- Stored data

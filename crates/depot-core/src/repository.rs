//! Storage and repository definitions
//!
//! A storage is a named container owning repositories. Repositories are one
//! of `hosted`, `proxy` or `group` (or a custom provider alias), and group
//! repositories reference their members as `storageId:repositoryId` or a bare
//! `repositoryId` meaning the group's own storage.

use indexmap::IndexMap;
use serde::{Deserialize, Serialize};
use std::fmt;
use std::path::{Path, PathBuf};

use crate::error::{CoreError, Result};
use crate::layout::Layout;

/// Storage: a named top-level container of repositories
#[derive(Debug, Clone, Default, Serialize, Deserialize)]
#[serde(rename_all = "camelCase")]
pub struct Storage {
    /// Storage id (filled from the configuration map key)
    #[serde(skip)]
    pub id: String,

    /// Base directory (defaults to `<configuration basedir>/<id>`)
    #[serde(default, skip_serializing_if = "Option::is_none")]
    pub basedir: Option<PathBuf>,

    /// Repositories by id
    #[serde(default)]
    pub repositories: IndexMap<String, Repository>,
}

impl Storage {
    /// Create an empty storage
    pub fn new(id: impl Into<String>) -> Self {
        Self {
            id: id.into(),
            basedir: None,
            repositories: IndexMap::new(),
        }
    }

    /// Set an explicit base directory
    pub fn with_basedir(mut self, basedir: impl Into<PathBuf>) -> Self {
        self.basedir = Some(basedir.into());
        self
    }

    /// Get a repository by id
    pub fn repository(&self, id: &str) -> Option<&Repository> {
        self.repositories.get(id)
    }

    /// Get a mutable repository by id
    pub fn repository_mut(&mut self, id: &str) -> Option<&mut Repository> {
        self.repositories.get_mut(id)
    }

    /// Add a repository, taking ownership of its storage back-reference
    pub fn add(&mut self, mut repository: Repository) -> Result<()> {
        if self.repositories.contains_key(&repository.id) {
            return Err(CoreError::RepositoryAlreadyExists {
                storage: self.id.clone(),
                id: repository.id,
            });
        }
        repository.storage_id = self.id.clone();
        self.repositories.insert(repository.id.clone(), repository);
        Ok(())
    }

    /// Remove a repository by id
    pub fn remove(&mut self, id: &str) -> Result<Repository> {
        self.repositories
            .shift_remove(id)
            .ok_or_else(|| CoreError::RepositoryNotFound {
                storage: self.id.clone(),
                id: id.to_string(),
            })
    }
}

/// Repository definition
#[derive(Debug, Clone, Serialize, Deserialize)]
#[serde(rename_all = "camelCase")]
pub struct Repository {
    /// Repository id (unique within its storage, filled from the map key)
    #[serde(skip)]
    pub id: String,

    /// Owning storage id
    #[serde(skip)]
    pub storage_id: String,

    /// Repository type
    #[serde(rename = "type", default)]
    pub repo_type: RepositoryType,

    /// Artifact layout
    #[serde(default)]
    pub layout: Layout,

    /// Version policy
    #[serde(default)]
    pub policy: RepositoryPolicy,

    /// Administrative service state
    #[serde(default = "default_true")]
    pub in_service: bool,

    /// Move replaced and deleted artifacts to `.trash` instead of removing them
    #[serde(default)]
    pub trash_enabled: bool,

    /// Allow overwriting existing release artifacts
    #[serde(default)]
    pub allows_redeployment: bool,

    /// Explicit base directory
    #[serde(default, skip_serializing_if = "Option::is_none")]
    pub basedir: Option<PathBuf>,

    /// Resolved base directory (internal)
    #[serde(skip)]
    pub location: PathBuf,

    /// Ordered member references (group repositories only)
    #[serde(default, skip_serializing_if = "Vec::is_empty")]
    pub group_repositories: Vec<String>,

    /// Remote origin (proxy repositories only)
    #[serde(default, skip_serializing_if = "Option::is_none")]
    pub remote: Option<RemoteRepository>,
}

fn default_true() -> bool {
    true
}

impl Repository {
    fn with_type(id: impl Into<String>, repo_type: RepositoryType) -> Self {
        Self {
            id: id.into(),
            storage_id: String::new(),
            repo_type,
            layout: Layout::default(),
            policy: RepositoryPolicy::default(),
            in_service: true,
            trash_enabled: false,
            allows_redeployment: false,
            basedir: None,
            location: PathBuf::new(),
            group_repositories: Vec::new(),
            remote: None,
        }
    }

    /// Create a hosted repository
    pub fn hosted(id: impl Into<String>) -> Self {
        Self::with_type(id, RepositoryType::Hosted)
    }

    /// Create a proxy repository for a remote URL
    pub fn proxy(id: impl Into<String>, url: impl Into<String>) -> Result<Self> {
        let mut repo = Self::with_type(id, RepositoryType::Proxy);
        repo.remote = Some(RemoteRepository::new(url)?);
        Ok(repo)
    }

    /// Create a group repository over the given member references
    pub fn group<I, S>(id: impl Into<String>, members: I) -> Self
    where
        I: IntoIterator<Item = S>,
        S: Into<String>,
    {
        let mut repo = Self::with_type(id, RepositoryType::Group);
        repo.group_repositories = members.into_iter().map(Into::into).collect();
        repo
    }

    /// Set the layout
    pub fn with_layout(mut self, layout: Layout) -> Self {
        self.layout = layout;
        self
    }

    /// Set the version policy
    pub fn with_policy(mut self, policy: RepositoryPolicy) -> Self {
        self.policy = policy;
        self
    }

    /// Enable trash
    pub fn with_trash(mut self) -> Self {
        self.trash_enabled = true;
        self
    }

    /// Identity of this repository across storages
    pub fn key(&self) -> RepositoryKey {
        RepositoryKey::new(&self.storage_id, &self.id)
    }

    /// Resolved base directory
    pub fn basedir(&self) -> &Path {
        &self.location
    }

    pub fn is_group(&self) -> bool {
        matches!(self.repo_type, RepositoryType::Group)
    }

    pub fn is_proxy(&self) -> bool {
        matches!(self.repo_type, RepositoryType::Proxy)
    }

    pub fn is_hosted(&self) -> bool {
        matches!(self.repo_type, RepositoryType::Hosted)
    }

    /// Parse the member references of a group repository
    pub fn members(&self) -> Result<Vec<RepositoryKey>> {
        self.group_repositories
            .iter()
            .map(|reference| RepositoryKey::parse_member(reference, &self.storage_id))
            .collect()
    }
}

/// `(storage id, repository id)` identity
#[derive(Debug, Clone, PartialEq, Eq, Hash, PartialOrd, Ord)]
pub struct RepositoryKey {
    pub storage_id: String,
    pub repository_id: String,
}

impl RepositoryKey {
    pub fn new(storage_id: impl Into<String>, repository_id: impl Into<String>) -> Self {
        Self {
            storage_id: storage_id.into(),
            repository_id: repository_id.into(),
        }
    }

    /// Parse a group member reference
    ///
    /// `storageId:repositoryId` names a repository in any storage; a bare
    /// `repositoryId` refers to `default_storage`.
    pub fn parse_member(reference: &str, default_storage: &str) -> Result<Self> {
        let invalid = || CoreError::InvalidMemberRef {
            reference: reference.to_string(),
        };

        let reference = reference.trim();
        match reference.split_once(':') {
            Some((storage, repo)) => {
                if storage.is_empty() || repo.is_empty() || repo.contains(':') {
                    return Err(invalid());
                }
                Ok(Self::new(storage, repo))
            }
            None if !reference.is_empty() => Ok(Self::new(default_storage, reference)),
            None => Err(invalid()),
        }
    }
}

impl fmt::Display for RepositoryKey {
    fn fmt(&self, f: &mut fmt::Formatter<'_>) -> fmt::Result {
        write!(f, "{}:{}", self.storage_id, self.repository_id)
    }
}

/// Repository type, also the provider registry key
#[derive(Debug, Clone, Default, PartialEq, Eq, Hash, Serialize, Deserialize)]
#[serde(from = "String", into = "String")]
pub enum RepositoryType {
    /// Artifacts stored locally
    #[default]
    Hosted,

    /// Local cache in front of a remote origin
    Proxy,

    /// Virtual view over member repositories
    Group,

    /// Provider registered under a custom alias
    Custom(String),
}

impl RepositoryType {
    pub fn as_str(&self) -> &str {
        match self {
            RepositoryType::Hosted => "hosted",
            RepositoryType::Proxy => "proxy",
            RepositoryType::Group => "group",
            RepositoryType::Custom(alias) => alias,
        }
    }
}

impl From<String> for RepositoryType {
    fn from(value: String) -> Self {
        match value.to_ascii_lowercase().as_str() {
            "hosted" => RepositoryType::Hosted,
            "proxy" => RepositoryType::Proxy,
            "group" => RepositoryType::Group,
            _ => RepositoryType::Custom(value),
        }
    }
}

impl From<RepositoryType> for String {
    fn from(value: RepositoryType) -> Self {
        value.as_str().to_string()
    }
}

impl fmt::Display for RepositoryType {
    fn fmt(&self, f: &mut fmt::Formatter<'_>) -> fmt::Result {
        f.write_str(self.as_str())
    }
}

/// Version policy of a repository
#[derive(Debug, Clone, Copy, Default, PartialEq, Eq, Serialize, Deserialize)]
#[serde(rename_all = "lowercase")]
pub enum RepositoryPolicy {
    /// Release versions only
    #[default]
    Release,

    /// Snapshot / prerelease versions only
    Snapshot,

    /// Anything
    Mixed,
}

impl RepositoryPolicy {
    /// Whether an artifact of the given kind may be stored
    pub fn accepts(&self, is_snapshot: bool) -> bool {
        match self {
            RepositoryPolicy::Release => !is_snapshot,
            RepositoryPolicy::Snapshot => is_snapshot,
            RepositoryPolicy::Mixed => true,
        }
    }
}

/// Remote origin of a proxy repository
#[derive(Debug, Clone, Serialize, Deserialize)]
#[serde(rename_all = "camelCase")]
pub struct RemoteRepository {
    /// Base URL of the remote repository
    pub url: String,

    #[serde(default, skip_serializing_if = "Option::is_none")]
    pub username: Option<String>,

    #[serde(default, skip_serializing_if = "Option::is_none")]
    pub password: Option<String>,
}

impl RemoteRepository {
    /// Create a remote, validating the URL
    pub fn new(url: impl Into<String>) -> Result<Self> {
        let remote = Self {
            url: url.into(),
            username: None,
            password: None,
        };
        remote.validate()?;
        Ok(remote)
    }

    /// Check the URL is an absolute http(s) URL
    pub fn validate(&self) -> Result<()> {
        let parsed = url::Url::parse(&self.url).map_err(|e| CoreError::InvalidRemoteUrl {
            url: self.url.clone(),
            reason: e.to_string(),
        })?;
        match parsed.scheme() {
            "http" | "https" => Ok(()),
            other => Err(CoreError::InvalidRemoteUrl {
                url: self.url.clone(),
                reason: format!("unsupported scheme '{}'", other),
            }),
        }
    }

    /// URL of a path on the remote
    pub fn url_for(&self, path: &str) -> String {
        format!(
            "{}/{}",
            self.url.trim_end_matches('/'),
            path.trim_start_matches('/')
        )
    }
}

- DIRECTIONS FOR THIS TASK
Wherever the string "only" appears in the entries above, return the line it appears on.

- RESULT OF THE TASK
    /// Ordered member references (group repositories only)
    /// Remote origin (proxy repositories only)
    /// Release versions only
    /// Snapshot / prerelease versions only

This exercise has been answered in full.